# [Information given]
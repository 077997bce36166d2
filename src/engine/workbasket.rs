//! Workbasket manager: workbasket lifecycle and its distribution-target graph.
//!
//! The target graph is kept as id lists (`Workbasket::distribution_targets`)
//! backed by edge rows. Self-loops and cycles are stored and re-read as-is;
//! no cycle detection is performed.

use super::connection::ConnectionController;
use super::permission::{PermissionChecker, SecurityContext};
use crate::db::{distribution_targets, now_ms, workbaskets};
use crate::error::{EngineError, Result};
use crate::types::{Permission, Workbasket};
use rusqlite::Connection;
use std::collections::HashSet;
use std::sync::Arc;
use tracing::info;
use uuid::Uuid;

/// Validates, persists and reconstitutes workbaskets.
#[derive(Clone)]
pub struct WorkbasketManager {
    connections: Arc<ConnectionController>,
    permissions: Arc<dyn PermissionChecker>,
    security: Arc<SecurityContext>,
}

impl WorkbasketManager {
    pub fn new(
        connections: Arc<ConnectionController>,
        permissions: Arc<dyn PermissionChecker>,
        security: Arc<SecurityContext>,
    ) -> Self {
        Self {
            connections,
            permissions,
            security,
        }
    }

    /// Persist a new workbasket and its distribution-target edges.
    ///
    /// An empty id is replaced with a generated UUID7; a caller-supplied id is
    /// kept. `created` and `modified` are both set to now.
    pub fn create(&self, workbasket: Workbasket) -> Result<Workbasket> {
        let now = now_ms();
        let workbasket = Workbasket {
            id: if workbasket.id.is_empty() {
                Uuid::now_v7().to_string()
            } else {
                workbasket.id
            },
            created: now,
            modified: now,
            distribution_targets: dedup_targets(workbasket.distribution_targets),
            ..workbasket
        };

        self.connections.run("create_workbasket", |conn| {
            workbaskets::insert(conn, &workbasket)?;
            distribution_targets::insert_all(conn, &workbasket.id, &workbasket.distribution_targets)
        })?;

        info!(
            id = %workbasket.id,
            targets = workbasket.distribution_targets.len(),
            "Workbasket created"
        );
        Ok(workbasket)
    }

    /// Fetch a workbasket with its distribution-target ids in stored order.
    pub fn get(&self, id: &str) -> Result<Workbasket> {
        self.connections
            .run("get_workbasket", |conn| load_workbasket(conn, id))
    }

    /// All workbaskets, oldest first, each with its target ids.
    pub fn list(&self) -> Result<Vec<Workbasket>> {
        self.connections.run("list_workbaskets", |conn| {
            let mut all = workbaskets::list(conn)?;
            for workbasket in &mut all {
                workbasket.distribution_targets =
                    distribution_targets::find_for_source(conn, &workbasket.id)?;
            }
            Ok(all)
        })
    }

    /// Resolve one level of distribution targets to workbaskets.
    ///
    /// Each resolved target carries its own stored target ids, which are not
    /// resolved further.
    pub fn get_distribution_targets(&self, id: &str) -> Result<Vec<Workbasket>> {
        self.connections.run("get_distribution_targets", |conn| {
            let source = load_workbasket(conn, id)?;

            source
                .distribution_targets
                .iter()
                .map(|target_id| load_workbasket(conn, target_id))
                .collect()
        })
    }

    /// Replace a workbasket's fields and its whole target set.
    ///
    /// `created` is preserved from the stored row; `modified` strictly
    /// advances past its stored value. Edges are deleted then re-inserted
    /// without diffing. Under autocommit a failure between the two leaves the
    /// basket with fewer edges than either the old or the new set.
    pub fn update(&self, workbasket: Workbasket) -> Result<Workbasket> {
        let existing = self.connections.run("find_workbasket", |conn| {
            workbaskets::find_by_id(conn, &workbasket.id)
        })?;
        let Some(existing) = existing else {
            return Err(EngineError::WorkbasketNotFound(workbasket.id));
        };

        self.security
            .authorize(self.permissions.as_ref(), &existing.id, Permission::Write)?;

        let updated = Workbasket {
            created: existing.created,
            modified: next_modified(existing.modified),
            distribution_targets: dedup_targets(workbasket.distribution_targets),
            ..workbasket
        };

        self.connections.run("update_workbasket", |conn| {
            if workbaskets::update(conn, &updated)? == 0 {
                return Err(EngineError::WorkbasketNotFound(updated.id.clone()));
            }
            distribution_targets::delete_for_source(conn, &updated.id)?;
            distribution_targets::insert_all(conn, &updated.id, &updated.distribution_targets)
        })?;

        info!(
            id = %updated.id,
            targets = updated.distribution_targets.len(),
            "Workbasket updated"
        );
        Ok(updated)
    }
}

fn load_workbasket(conn: &Connection, id: &str) -> Result<Workbasket> {
    let mut workbasket = workbaskets::find_by_id(conn, id)?
        .ok_or_else(|| EngineError::WorkbasketNotFound(id.to_string()))?;
    workbasket.distribution_targets = distribution_targets::find_for_source(conn, id)?;
    Ok(workbasket)
}

/// A timestamp strictly after `previous`, even within the same millisecond.
fn next_modified(previous: i64) -> i64 {
    now_ms().max(previous + 1)
}

/// Keep the first occurrence of each target id.
fn dedup_targets(targets: Vec<String>) -> Vec<String> {
    let mut seen = HashSet::with_capacity(targets.len());
    targets
        .into_iter()
        .filter(|id| seen.insert(id.clone()))
        .collect()
}

#[cfg(test)]
mod tests {
    use super::*;

    #[test]
    fn test_next_modified_strictly_advances() {
        let far_future = now_ms() + 60_000;
        assert_eq!(next_modified(far_future), far_future + 1);
        assert!(next_modified(0) > 0);
    }

    #[test]
    fn test_dedup_targets_keeps_first_occurrence() {
        let targets = vec!["b".to_string(), "a".to_string(), "b".to_string(), "c".to_string()];
        assert_eq!(dedup_targets(targets), vec!["b", "a", "c"]);
    }

    #[test]
    fn test_dedup_targets_empty() {
        assert!(dedup_targets(Vec::new()).is_empty());
    }
}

# [Activity]
The reply should consist of the full listing, copied exactly.

# [Output of the task]
repository 077997bce36166d2
filename src/engine/workbasket.rs
//! Workbasket manager: workbasket lifecycle and its distribution-target graph.
//!
//! The target graph is kept as id lists (`Workbasket::distribution_targets`)
//! backed by edge rows. Self-loops and cycles are stored and re-read as-is;
//! no cycle detection is performed.

use super::connection::ConnectionController;
use super::permission::{PermissionChecker, SecurityContext};
use crate::db::{distribution_targets, now_ms, workbaskets};
use crate::error::{EngineError, Result};
use crate::types::{Permission, Workbasket};
use rusqlite::Connection;
use std::collections::HashSet;
use std::sync::Arc;
use tracing::info;
use uuid::Uuid;

/// Validates, persists and reconstitutes workbaskets.
#[derive(Clone)]
pub struct WorkbasketManager {
    connections: Arc<ConnectionController>,
    permissions: Arc<dyn PermissionChecker>,
    security: Arc<SecurityContext>,
}

impl WorkbasketManager {
    pub fn new(
        connections: Arc<ConnectionController>,
        permissions: Arc<dyn PermissionChecker>,
        security: Arc<SecurityContext>,
    ) -> Self {
        Self {
            connections,
            permissions,
            security,
        }
    }

    /// Persist a new workbasket and its distribution-target edges.
    ///
    /// An empty id is replaced with a generated UUID7; a caller-supplied id is
    /// kept. `created` and `modified` are both set to now.
    pub fn create(&self, workbasket: Workbasket) -> Result<Workbasket> {
        let now = now_ms();
        let workbasket = Workbasket {
            id: if workbasket.id.is_empty() {
                Uuid::now_v7().to_string()
            } else {
                workbasket.id
            },
            created: now,
            modified: now,
            distribution_targets: dedup_targets(workbasket.distribution_targets),
            ..workbasket
        };

        self.connections.run("create_workbasket", |conn| {
            workbaskets::insert(conn, &workbasket)?;
            distribution_targets::insert_all(conn, &workbasket.id, &workbasket.distribution_targets)
        })?;

        info!(
            id = %workbasket.id,
            targets = workbasket.distribution_targets.len(),
            "Workbasket created"
        );
        Ok(workbasket)
    }

    /// Fetch a workbasket with its distribution-target ids in stored order.
    pub fn get(&self, id: &str) -> Result<Workbasket> {
        self.connections
            .run("get_workbasket", |conn| load_workbasket(conn, id))
    }

    /// All workbaskets, oldest first, each with its target ids.
    pub fn list(&self) -> Result<Vec<Workbasket>> {
        self.connections.run("list_workbaskets", |conn| {
            let mut all = workbaskets::list(conn)?;
            for workbasket in &mut all {
                workbasket.distribution_targets =
                    distribution_targets::find_for_source(conn, &workbasket.id)?;
            }
            Ok(all)
        })
    }

    /// Resolve one level of distribution targets to workbaskets.
    ///
    /// Each resolved target carries its own stored target ids, which are not
    /// resolved further.
    pub fn get_distribution_targets(&self, id: &str) -> Result<Vec<Workbasket>> {
        self.connections.run("get_distribution_targets", |conn| {
            let source = load_workbasket(conn, id)?;

            source
                .distribution_targets
                .iter()
                .map(|target_id| load_workbasket(conn, target_id))
                .collect()
        })
    }

    /// Replace a workbasket's fields and its whole target set.
    ///
    /// `created` is preserved from the stored row; `modified` strictly
    /// advances past its stored value. Edges are deleted then re-inserted
    /// without diffing. Under autocommit a failure between the two leaves the
    /// basket with fewer edges than either the old or the new set.
    pub fn update(&self, workbasket: Workbasket) -> Result<Workbasket> {
        let existing = self.connections.run("find_workbasket", |conn| {
            workbaskets::find_by_id(conn, &workbasket.id)
        })?;
        let Some(existing) = existing else {
            return Err(EngineError::WorkbasketNotFound(workbasket.id));
        };

        self.security
            .authorize(self.permissions.as_ref(), &existing.id, Permission::Write)?;

        let updated = Workbasket {
            created: existing.created,
            modified: next_modified(existing.modified),
            distribution_targets: dedup_targets(workbasket.distribution_targets),
            ..workbasket
        };

        self.connections.run("update_workbasket", |conn| {
            if workbaskets::update(conn, &updated)? == 0 {
                return Err(EngineError::WorkbasketNotFound(updated.id.clone()));
            }
            distribution_targets::delete_for_source(conn, &updated.id)?;
            distribution_targets::insert_all(conn, &updated.id, &updated.distribution_targets)
        })?;

        info!(
            id = %updated.id,
            targets = updated.distribution_targets.len(),
            "Workbasket updated"
        );
        Ok(updated)
    }
}

fn load_workbasket(conn: &Connection, id: &str) -> Result<Workbasket> {
    let mut workbasket = workbaskets::find_by_id(conn, id)?
        .ok_or_else(|| EngineError::WorkbasketNotFound(id.to_string()))?;
    workbasket.distribution_targets = distribution_targets::find_for_source(conn, id)?;
    Ok(workbasket)
}

/// A timestamp strictly after `previous`, even within the same millisecond.
fn next_modified(previous: i64) -> i64 {
    now_ms().max(previous + 1)
}

/// Keep the first occurrence of each target id.
fn dedup_targets(targets: Vec<String>) -> Vec<String> {
    let mut seen = HashSet::with_capacity(targets.len());
    targets
        .into_iter()
        .filter(|id| seen.insert(id.clone()))
        .collect()
}

#[cfg(test)]
mod tests {
    use super::*;

    #[test]
    fn test_next_modified_strictly_advances() {
        let far_future = now_ms() + 60_000;
        assert_eq!(next_modified(far_future), far_future + 1);
        assert!(next_modified(0) > 0);
    }

    #[test]
    fn test_dedup_targets_keeps_first_occurrence() {
        let targets = vec!["b".to_string(), "a".to_string(), "b".to_string(), "c".to_string()];
        assert_eq!(dedup_targets(targets), vec!["b", "a", "c"]);
    }

    #[test]
    fn test_dedup_targets_empty() {
        assert!(dedup_targets(Vec::new()).is_empty());
    }
}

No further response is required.